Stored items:
****************
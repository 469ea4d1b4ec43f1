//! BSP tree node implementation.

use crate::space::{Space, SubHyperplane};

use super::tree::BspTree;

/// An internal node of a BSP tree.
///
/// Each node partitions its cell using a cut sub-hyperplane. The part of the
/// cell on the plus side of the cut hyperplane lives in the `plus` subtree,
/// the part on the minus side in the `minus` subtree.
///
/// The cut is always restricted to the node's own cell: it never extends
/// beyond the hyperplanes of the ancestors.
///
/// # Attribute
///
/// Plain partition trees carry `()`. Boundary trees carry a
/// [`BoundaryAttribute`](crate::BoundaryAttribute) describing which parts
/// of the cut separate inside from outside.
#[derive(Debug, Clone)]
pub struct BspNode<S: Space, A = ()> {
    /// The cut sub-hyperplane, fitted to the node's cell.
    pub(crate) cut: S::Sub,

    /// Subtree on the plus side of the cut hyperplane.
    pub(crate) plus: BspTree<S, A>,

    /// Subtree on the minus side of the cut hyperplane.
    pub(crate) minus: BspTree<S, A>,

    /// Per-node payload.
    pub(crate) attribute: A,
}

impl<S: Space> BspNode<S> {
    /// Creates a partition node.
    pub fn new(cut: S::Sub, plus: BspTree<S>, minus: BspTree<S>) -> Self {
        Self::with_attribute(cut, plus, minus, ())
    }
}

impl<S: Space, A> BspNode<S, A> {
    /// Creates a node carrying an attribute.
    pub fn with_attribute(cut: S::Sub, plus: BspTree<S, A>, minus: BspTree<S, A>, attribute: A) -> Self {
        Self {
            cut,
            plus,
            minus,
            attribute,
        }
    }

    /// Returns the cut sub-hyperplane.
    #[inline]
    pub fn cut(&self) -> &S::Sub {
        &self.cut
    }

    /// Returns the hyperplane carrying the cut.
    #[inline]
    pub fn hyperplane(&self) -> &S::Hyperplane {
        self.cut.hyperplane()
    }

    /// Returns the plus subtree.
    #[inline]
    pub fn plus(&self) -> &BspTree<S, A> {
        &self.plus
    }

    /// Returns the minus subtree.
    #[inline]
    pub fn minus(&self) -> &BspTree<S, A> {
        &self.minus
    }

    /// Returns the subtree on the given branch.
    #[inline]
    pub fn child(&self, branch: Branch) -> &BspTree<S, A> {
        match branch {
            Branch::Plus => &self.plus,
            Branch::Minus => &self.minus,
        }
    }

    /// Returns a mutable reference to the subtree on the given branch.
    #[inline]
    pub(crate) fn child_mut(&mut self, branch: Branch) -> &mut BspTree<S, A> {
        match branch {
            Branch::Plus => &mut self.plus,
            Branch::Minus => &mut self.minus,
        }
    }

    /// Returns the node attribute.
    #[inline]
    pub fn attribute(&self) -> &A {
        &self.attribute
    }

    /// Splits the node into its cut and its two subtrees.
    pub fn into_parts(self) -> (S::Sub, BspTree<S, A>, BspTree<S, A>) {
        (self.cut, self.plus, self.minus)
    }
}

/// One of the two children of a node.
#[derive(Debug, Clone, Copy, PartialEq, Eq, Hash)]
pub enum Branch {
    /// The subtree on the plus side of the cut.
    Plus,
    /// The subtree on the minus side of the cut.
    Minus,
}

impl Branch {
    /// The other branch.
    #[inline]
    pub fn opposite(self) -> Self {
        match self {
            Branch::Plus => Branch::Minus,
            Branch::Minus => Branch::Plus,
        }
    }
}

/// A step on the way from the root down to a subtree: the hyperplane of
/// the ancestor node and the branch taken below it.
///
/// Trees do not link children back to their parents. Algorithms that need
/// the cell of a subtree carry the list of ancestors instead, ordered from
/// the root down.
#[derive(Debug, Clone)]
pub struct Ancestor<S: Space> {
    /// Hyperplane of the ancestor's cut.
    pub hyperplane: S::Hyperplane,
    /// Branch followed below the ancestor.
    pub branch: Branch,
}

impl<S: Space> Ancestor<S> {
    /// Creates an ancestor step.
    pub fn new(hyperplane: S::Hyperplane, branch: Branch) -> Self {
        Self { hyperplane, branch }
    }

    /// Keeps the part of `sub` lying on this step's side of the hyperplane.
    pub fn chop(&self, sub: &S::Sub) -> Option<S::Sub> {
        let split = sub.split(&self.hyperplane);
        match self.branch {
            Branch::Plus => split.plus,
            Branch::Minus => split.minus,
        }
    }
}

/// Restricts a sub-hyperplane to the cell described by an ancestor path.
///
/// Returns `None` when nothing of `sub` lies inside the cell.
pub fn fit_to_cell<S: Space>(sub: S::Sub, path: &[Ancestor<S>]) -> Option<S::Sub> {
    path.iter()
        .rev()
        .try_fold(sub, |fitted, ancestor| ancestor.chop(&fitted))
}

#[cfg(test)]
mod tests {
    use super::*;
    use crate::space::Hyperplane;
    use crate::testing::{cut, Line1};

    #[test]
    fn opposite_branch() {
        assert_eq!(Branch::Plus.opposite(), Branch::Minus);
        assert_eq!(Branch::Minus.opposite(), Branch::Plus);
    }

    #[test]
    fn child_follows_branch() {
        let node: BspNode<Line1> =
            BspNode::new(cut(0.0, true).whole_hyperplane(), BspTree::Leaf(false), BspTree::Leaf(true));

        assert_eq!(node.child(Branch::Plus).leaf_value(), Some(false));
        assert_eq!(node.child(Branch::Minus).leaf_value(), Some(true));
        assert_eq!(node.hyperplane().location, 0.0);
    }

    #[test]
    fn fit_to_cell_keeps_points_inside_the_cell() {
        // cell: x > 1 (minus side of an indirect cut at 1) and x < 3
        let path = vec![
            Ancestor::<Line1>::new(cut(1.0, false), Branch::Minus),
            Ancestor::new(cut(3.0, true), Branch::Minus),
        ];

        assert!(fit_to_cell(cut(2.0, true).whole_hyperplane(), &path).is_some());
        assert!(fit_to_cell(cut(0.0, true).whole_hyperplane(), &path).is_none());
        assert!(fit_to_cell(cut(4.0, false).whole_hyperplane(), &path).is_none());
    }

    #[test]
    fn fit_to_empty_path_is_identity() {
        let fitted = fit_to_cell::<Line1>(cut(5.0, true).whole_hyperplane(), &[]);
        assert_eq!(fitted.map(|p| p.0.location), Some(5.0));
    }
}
****************
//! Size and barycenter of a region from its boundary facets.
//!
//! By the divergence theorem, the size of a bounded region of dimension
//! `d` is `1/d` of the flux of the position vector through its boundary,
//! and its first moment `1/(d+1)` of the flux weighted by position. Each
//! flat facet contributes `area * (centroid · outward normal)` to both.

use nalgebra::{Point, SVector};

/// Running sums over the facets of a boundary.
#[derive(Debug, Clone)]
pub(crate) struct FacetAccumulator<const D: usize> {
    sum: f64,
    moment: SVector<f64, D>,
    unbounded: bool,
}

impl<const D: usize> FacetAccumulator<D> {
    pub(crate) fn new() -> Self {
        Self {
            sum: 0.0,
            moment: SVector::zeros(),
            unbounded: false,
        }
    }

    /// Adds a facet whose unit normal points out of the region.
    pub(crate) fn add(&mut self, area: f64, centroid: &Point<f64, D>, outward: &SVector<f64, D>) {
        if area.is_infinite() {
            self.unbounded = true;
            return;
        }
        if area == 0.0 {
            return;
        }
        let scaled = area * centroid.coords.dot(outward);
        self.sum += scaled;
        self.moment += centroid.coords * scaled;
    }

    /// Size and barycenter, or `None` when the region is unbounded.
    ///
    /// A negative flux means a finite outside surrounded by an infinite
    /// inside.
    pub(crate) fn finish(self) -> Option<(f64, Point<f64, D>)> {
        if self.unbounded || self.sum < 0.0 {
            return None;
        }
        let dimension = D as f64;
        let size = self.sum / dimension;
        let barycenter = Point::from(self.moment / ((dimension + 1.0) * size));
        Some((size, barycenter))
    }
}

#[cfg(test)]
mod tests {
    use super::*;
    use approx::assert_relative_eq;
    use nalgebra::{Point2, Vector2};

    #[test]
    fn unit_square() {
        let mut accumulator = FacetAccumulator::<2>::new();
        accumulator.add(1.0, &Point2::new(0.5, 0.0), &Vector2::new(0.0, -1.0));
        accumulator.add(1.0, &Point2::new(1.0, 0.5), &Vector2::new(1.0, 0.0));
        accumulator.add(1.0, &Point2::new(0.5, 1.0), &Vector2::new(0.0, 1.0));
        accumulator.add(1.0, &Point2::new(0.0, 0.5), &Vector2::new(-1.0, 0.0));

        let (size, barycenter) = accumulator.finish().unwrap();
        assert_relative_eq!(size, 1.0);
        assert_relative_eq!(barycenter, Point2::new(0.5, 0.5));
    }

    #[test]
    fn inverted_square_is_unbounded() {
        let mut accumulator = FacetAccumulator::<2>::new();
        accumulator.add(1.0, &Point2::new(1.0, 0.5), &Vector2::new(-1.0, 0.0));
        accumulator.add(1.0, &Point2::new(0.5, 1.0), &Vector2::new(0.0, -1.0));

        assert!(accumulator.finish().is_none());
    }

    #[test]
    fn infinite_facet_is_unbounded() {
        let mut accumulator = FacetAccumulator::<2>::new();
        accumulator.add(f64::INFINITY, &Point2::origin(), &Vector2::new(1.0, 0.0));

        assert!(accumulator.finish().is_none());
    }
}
****************
__About this exercise__: Please copy, exactly and with nothing else, the lines above beginning at the line that has "repository 469ea4d1b4ec43f1" and ending with the line that has "part of the".

__Exercise solution__:
repository 469ea4d1b4ec43f1
//! BSP tree node implementation.

use crate::space::{Space, SubHyperplane};

use super::tree::BspTree;

/// An internal node of a BSP tree.
///
/// Each node partitions its cell using a cut sub-hyperplane. The part of the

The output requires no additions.